The old 3D printed cases were getting long in the tooth and were clearly just unpainted poor quality 3D prints. So I started completely from scratch for this, only re-using my CAD model of what I needed to hold the tablet securely and operate the power and volume buttons on the side.
One of the major things I wanted to get away from was the obviously rectangular shape of the tablet screen. It's a common sci-fi trope for screens to be weird shapes and to emulate this I modelled a surround with truncated corners and cutouts for the cameras and speakers.This looks great so long as the tablet is asleep, but once it wakes up the real shape of the screen is obvious. There's only so much I can do here and while I could have covered some of the usable area Android apps tend to quite rightly assume the whole screen is accessible.
On the old tablet holders I had added some old bag carrying straps, which are very practical but untidy looking so I added a very chonky carrying handle as part of the case.
This makes the whole thing physically large, which has the added advantage of making these hard to hide or just stuff in a bag. It's a not uncommon problem in LARP that acquisitive players will squirrel something away in their bag and it's never seen again unless they want to leverage it somehow. These were to have PDFs on them that were plot-relevant and we wanted that information very clearly available.Annoyingly there's no open source 'kiosk mode' application for Android that I could find but to make sure the PDFs were visible whenever somebody woke the tablet I used the "Librera FD" viewer and the basic screen pinning functionality in Android to keep it maximised.
When asked to make these I wasn't sure how long the documents would be so I decided to add physical controls for paging through and searching documents. There's a scroll wheel, two buttons to page up and down plus a keyboard for text entry. This re-uses an X-Box 360 chatpad as making your own small keyboard keycaps that don't look terrible is very awkward and fiddly.
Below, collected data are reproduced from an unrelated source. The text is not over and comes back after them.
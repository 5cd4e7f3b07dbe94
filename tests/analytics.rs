//! Properties of the analytics engine: normalization, aggregation, max pain
//! and the range estimator.

use std::collections::HashMap;

use chrono::NaiveDate;
use oi_scope::analytics::*;
use oi_scope::error::OiError;
use oi_scope::types::option_chain::{ExpDateMap, OptionChainResponse, OptionContract, StrikePrice};

/// Build one side of a chain from `(expiry, strike label, strike, oi)`.
fn side(entries: &[(&str, &str, f64, i64)]) -> ExpDateMap {
    let mut map: ExpDateMap = HashMap::new();
    for &(expiry, label, strike, oi) in entries {
        map.entry(expiry.to_owned())
            .or_default()
            .entry(label.to_owned())
            .or_default()
            .push(OptionContract::new(strike, oi));
    }
    map
}

fn row(strike: f64, calls: u64, puts: u64) -> OpenInterestRow {
    OpenInterestRow { strike, calls, puts }
}

fn candles(ranges: &[f64]) -> Vec<DailyCandle> {
    ranges
        .iter()
        .map(|r| DailyCandle::new(100.0, 100.0 + r, 100.0, 100.0))
        .collect()
}

// ===================================================================
// Normalizer
// ===================================================================

#[test]
fn normalize_sums_across_expirations() {
    let calls = side(&[
        ("2026-10-23:4", "100.0", 100.0, 50),
        ("2026-10-30:11", "100.0", 100.0, 25),
        ("2026-10-30:11", "105.0", 105.0, 5),
    ]);
    let table = normalize_side(&calls).unwrap();

    assert_eq!(table.len(), 2);
    assert_eq!(table[&StrikeKey::from_price(100.0).unwrap()], 75);
    assert_eq!(table[&StrikeKey::from_price(105.0).unwrap()], 5);
}

#[test]
fn normalize_reads_only_first_record_per_strike() {
    let mut calls = side(&[("2026-10-23:4", "100.0", 100.0, 50)]);
    calls
        .get_mut("2026-10-23:4")
        .unwrap()
        .get_mut("100.0")
        .unwrap()
        .push(OptionContract::new(100.0, 9_999));

    let table = normalize_side(&calls).unwrap();
    assert_eq!(table[&StrikeKey::from_price(100.0).unwrap()], 50);
}

#[test]
fn normalize_merges_equal_nominal_strikes() {
    let mut calls = side(&[("2026-10-23:4", "105", 105.0, 10)]);
    calls.get_mut("2026-10-23:4").unwrap().insert(
        "105.0".into(),
        vec![OptionContract {
            strike_price: Some(StrikePrice::Text("105.000".into())),
            open_interest: Some(7),
            ..OptionContract::default()
        }],
    );
    calls
        .entry("2026-10-30:11".into())
        .or_default()
        .insert("105.00".into(), vec![OptionContract::new(105.000_000_000_01, 3)]);

    let table = normalize_side(&calls).unwrap();
    assert_eq!(table.len(), 1);
    assert_eq!(table.values().sum::<u64>(), 20);
}

#[test]
fn normalize_rejects_malformed_records() {
    let missing_oi = {
        let mut m = side(&[("e", "100.0", 100.0, 1)]);
        m.get_mut("e").unwrap().get_mut("100.0").unwrap()[0].open_interest = None;
        m
    };
    let missing_strike = {
        let mut m = side(&[("e", "100.0", 100.0, 1)]);
        m.get_mut("e").unwrap().get_mut("100.0").unwrap()[0].strike_price = None;
        m
    };
    let bad_strike = {
        let mut m = side(&[("e", "100.0", 100.0, 1)]);
        m.get_mut("e").unwrap().get_mut("100.0").unwrap()[0].strike_price =
            Some(StrikePrice::Text("one hundred".into()));
        m
    };
    let negative_oi = side(&[("e", "100.0", 100.0, -3)]);
    let negative_strike = side(&[("e", "-5.0", -5.0, 1)]);
    let empty_records = {
        let mut m = side(&[("e", "100.0", 100.0, 1)]);
        m.get_mut("e").unwrap().get_mut("100.0").unwrap().clear();
        m
    };

    for map in [missing_oi, missing_strike, bad_strike, negative_oi, negative_strike, empty_records] {
        let err = normalize_side(&map).unwrap_err();
        assert!(matches!(err, OiError::MalformedChainData(_)), "{err}");
        assert!(!err.is_provider_unavailable());
    }
}

#[test]
fn snapshot_from_wire_accepts_numeric_and_text_strikes() {
    let json = r#"{
        "symbol": "TQQQ",
        "status": "SUCCESS",
        "callExpDateMap": {
            "2026-10-23:4": {
                "100.0": [{"putCall": "CALL", "strikePrice": 100.0, "openInterest": 50}],
                "105.0": [{"putCall": "CALL", "strikePrice": "105.0", "openInterest": 5}]
            }
        },
        "putExpDateMap": {
            "2026-10-23:4": {
                "105.0": [{"putCall": "PUT", "strikePrice": 105, "openInterest": 60}]
            }
        }
    }"#;
    let resp: OptionChainResponse = serde_json::from_str(json).unwrap();
    let chain = normalize(&ChainSnapshot::from(resp)).unwrap();

    assert_eq!(chain.calls.len(), 2);
    assert_eq!(chain.puts[&StrikeKey::from_price(105.0).unwrap()], 60);
}

#[test]
fn snapshot_from_wire_ignores_oddly_typed_pricing_fields() {
    let json = r#"{
        "symbol": "TQQQ",
        "underlyingPrice": "n/a",
        "callExpDateMap": {
            "2026-10-23:4": {
                "100.0": [{
                    "putCall": "CALL",
                    "strikePrice": 100.0,
                    "openInterest": 50,
                    "bid": "NaN",
                    "ask": null,
                    "last": "-",
                    "volatility": "NaN",
                    "delta": "-999.0",
                    "totalVolume": 12.5,
                    "daysToExpiration": "4",
                    "expirationDate": 1792800000000
                }]
            }
        },
        "putExpDateMap": {}
    }"#;
    let resp: OptionChainResponse = serde_json::from_str(json).unwrap();
    let chain = normalize(&ChainSnapshot::from(resp)).unwrap();

    assert_eq!(chain.calls[&StrikeKey::from_price(100.0).unwrap()], 50);
    assert!(chain.puts.is_empty());
}

// ===================================================================
// Aggregator
// ===================================================================

fn sample_chain() -> NormalizedChain {
    let calls = side(&[
        ("e", "90.0", 90.0, 40),
        ("e", "100.0", 100.0, 50),
        ("e", "105.0", 105.0, 5),
    ]);
    let puts = side(&[
        ("e", "100.0", 100.0, 10),
        ("e", "105.0", 105.0, 60),
        ("e", "120.0", 120.0, 500),
    ]);
    normalize(&ChainSnapshot { calls, puts }).unwrap()
}

#[test]
fn rows_cover_union_of_strikes_with_zero_fill() {
    let chain = sample_chain();
    let agg = aggregate(&chain.calls, &chain.puts, StrikeRange::default());

    assert_eq!(
        agg.rows,
        vec![
            row(90.0, 40, 0),
            row(100.0, 50, 10),
            row(105.0, 5, 60),
            row(120.0, 0, 500),
        ]
    );
}

#[test]
fn totals_ignore_range_but_maxima_respect_it() {
    let chain = sample_chain();
    let range = StrikeRange::new(95.0, 110.0).unwrap();
    let agg = aggregate(&chain.calls, &chain.puts, range);

    assert_eq!(agg.stats.total_calls, 95);
    assert_eq!(agg.stats.total_puts, 570);
    assert_eq!(agg.stats.total_calls, agg.rows.iter().map(|r| r.calls).sum::<u64>());
    assert_eq!(agg.stats.total_puts, agg.rows.iter().map(|r| r.puts).sum::<u64>());

    assert_eq!(agg.stats.max_call_oi_in_range, 50);
    assert_eq!(agg.stats.max_put_oi_in_range, 60);
    assert_eq!(agg.stats.max_interest_in_range, 60);
}

#[test]
fn range_bounds_are_inclusive() {
    let chain = sample_chain();
    let agg = aggregate(&chain.calls, &chain.puts, StrikeRange::new(90.0, 120.0).unwrap());
    assert_eq!(agg.stats.max_call_oi_in_range, 50);
    assert_eq!(agg.stats.max_put_oi_in_range, 500);

    let agg = aggregate(&chain.calls, &chain.puts, StrikeRange::new(90.0, 90.0).unwrap());
    assert_eq!(agg.stats.max_call_oi_in_range, 40);
    assert_eq!(agg.stats.max_put_oi_in_range, 0);
}

#[test]
fn put_call_ratio_matches_totals() {
    let chain = sample_chain();
    let agg = aggregate(&chain.calls, &chain.puts, StrikeRange::default());
    assert!((agg.stats.put_call_ratio - 570.0 / 95.0).abs() < 1e-9);
}

#[test]
fn put_call_ratio_is_infinite_without_calls() {
    let puts = normalize_side(&side(&[("e", "100.0", 100.0, 10)])).unwrap();
    let agg = aggregate(&StrikeTable::new(), &puts, StrikeRange::default());
    assert_eq!(agg.stats.put_call_ratio, f64::INFINITY);
    assert_eq!(put_call_ratio(0, 0), f64::INFINITY);
    assert_eq!(put_call_ratio(0, 4), 0.0);
}

#[test]
fn aggregate_is_idempotent() {
    let chain = sample_chain();
    let range = StrikeRange::new(95.0, 110.0).unwrap();
    let first = aggregate(&chain.calls, &chain.puts, range);
    let second = aggregate(&chain.calls, &chain.puts, range);

    assert_eq!(first, second);
    assert_eq!(
        first.stats.put_call_ratio.to_bits(),
        second.stats.put_call_ratio.to_bits()
    );
}

#[test]
fn strike_range_rejects_inverted_bounds() {
    assert!(StrikeRange::new(10.0, 5.0).is_err());
    assert!(StrikeRange::new(f64::NAN, 5.0).is_err());
    let r = StrikeRange::around(100.0, 20.0).unwrap();
    assert_eq!((r.lower, r.upper), (80.0, 120.0));
}

// ===================================================================
// Max pain
// ===================================================================

#[test]
fn max_pain_reference_example() {
    let rows = [row(100.0, 50, 10), row(105.0, 5, 60)];
    assert_eq!(settlement_loss(&rows, 100.0), 300.0);
    assert_eq!(settlement_loss(&rows, 105.0), 250.0);
    assert_eq!(max_pain(&rows).unwrap(), 105.0);
}

#[test]
fn max_pain_ties_go_to_lowest_strike_in_any_order() {
    // loss(100) = 10 * 10 = 100, loss(110) = 10 * 10 = 100
    let ascending = [row(100.0, 10, 0), row(110.0, 0, 10)];
    let descending = [row(110.0, 0, 10), row(100.0, 10, 0)];
    assert_eq!(max_pain(&ascending).unwrap(), 100.0);
    assert_eq!(max_pain(&descending).unwrap(), 100.0);
}

#[test]
fn max_pain_single_strike() {
    assert_eq!(max_pain(&[row(42.5, 3, 7)]).unwrap(), 42.5);
}

#[test]
fn max_pain_unavailable_for_empty_chain() {
    assert!(matches!(max_pain(&[]), Err(OiError::MaxPainUnavailable)));
}

#[test]
fn analyze_reports_missing_max_pain_as_none() {
    let analysis = analyze(&ChainSnapshot::default(), StrikeRange::default(), 100.0, 2.0).unwrap();
    assert!(analysis.rows.is_empty());
    assert_eq!(analysis.max_pain, None);
    assert_eq!(analysis.stats.put_call_ratio, f64::INFINITY);
    assert_eq!(analysis.bands, AdrBands { lower: 98.0, upper: 102.0 });
}

#[test]
fn analyze_runs_full_pipeline() {
    let snapshot = ChainSnapshot {
        calls: side(&[("e", "100.0", 100.0, 50), ("e", "105.0", 105.0, 5)]),
        puts: side(&[("e", "100.0", 100.0, 10), ("e", "105.0", 105.0, 60)]),
    };
    let analysis = analyze(&snapshot, StrikeRange::default(), 102.0, 4.0).unwrap();
    assert_eq!(analysis.rows, vec![row(100.0, 50, 10), row(105.0, 5, 60)]);
    assert_eq!(analysis.max_pain, Some(105.0));
    assert_eq!(analysis.bands, AdrBands { lower: 98.0, upper: 106.0 });
}

// ===================================================================
// Range estimator
// ===================================================================

#[test]
fn adr_of_reference_ranges() {
    let adr = average_daily_range(&candles(&[3.0, 4.0, 5.0, 2.0, 6.0]), 5).unwrap();
    assert_eq!(adr, 4.0);
}

#[test]
fn adr_uses_most_recent_candles_and_rounds() {
    // Oldest two are outside the window.
    let adr = average_daily_range(&candles(&[50.0, 50.0, 1.0, 1.0, 1.01]), 3).unwrap();
    assert_eq!(adr, 1.0);

    let adr = average_daily_range(&candles(&[1.0, 2.0, 2.0]), 3).unwrap();
    assert_eq!(adr, 1.67);
}

#[test]
fn adr_fails_on_short_history() {
    let err = average_daily_range(&candles(&[3.0, 4.0, 5.0]), 5).unwrap_err();
    assert!(matches!(
        err,
        OiError::InsufficientHistory { required: 5, available: 3 }
    ));
}

#[test]
fn adr_rejects_zero_window() {
    assert!(matches!(
        average_daily_range(&candles(&[1.0]), 0),
        Err(OiError::InvalidArgument(_))
    ));
}

#[test]
fn history_window_doubles_days_and_ends_yesterday() {
    let today = NaiveDate::from_ymd_opt(2026, 10, 19).unwrap();
    let (start, end) = history_window(today, 5).unwrap();
    assert_eq!(start, NaiveDate::from_ymd_opt(2026, 10, 9).unwrap());
    assert_eq!(end, NaiveDate::from_ymd_opt(2026, 10, 18).unwrap());
}

#[test]
fn history_window_rejects_windows_outside_the_calendar() {
    let today = NaiveDate::from_ymd_opt(2026, 10, 19).unwrap();
    assert!(matches!(
        history_window(today, 200_000_000),
        Err(OiError::InvalidArgument(_))
    ));
    assert!(matches!(
        history_window(NaiveDate::MIN, 1),
        Err(OiError::InvalidArgument(_))
    ));
}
There's also a piezo sounder to do keyboard/button bleeps.
This section is the part I'm least pleased with: the chatpad is too small and the buttons I ordered were too long to allow me to inset it like I did with the tablet section.The design is ugly because I was rushing and I will most likely re-do this part before they are used again. I may even go as far as making a custom keyboard using tactile switches that fills more of the area.
These physical controls are driven by ESP32-S2 dev boards acting as USB OTG HID devices. I ran into a bit of a struggle with the code for this. Every time the tablet went to sleep, it would disconnect the USB devices and refuse to reconnect. I think this is related to this reported bug but was in a hurry to get this done so just made the ESP32-S2 restart whenever the tablet went to sleep. There is a little latency on waking it up but not a great deal. I would like to add more functionality to this setup, including my LoRa mesh network messaging stuff, so I need to overcome this problem. The 'cheat' would be to connect the ESP32 over BLE but given I have a direct physical connection to the tablet this sort of offends me and I'd need to swap to an ESP32-S3.
In the end though, this all worked out well, I got four of these made in different colours so they could be told apart and the paint weathering on the main body looks good. I didn't have time to weather the control sections so they just got some scratches but if I'm going to re-do them that's fine. I may also try to make some left handed variants and some without the big handle.
These will definitely be getting a load of use. Put Termux on them and they are almost 'real computers' and while the performance is poor in modern web applications we always curate what we let our players access. I've got a drawer full of Nexus 9s so printing and painting a few more of these over the next few months will get me a nice stash of usable props.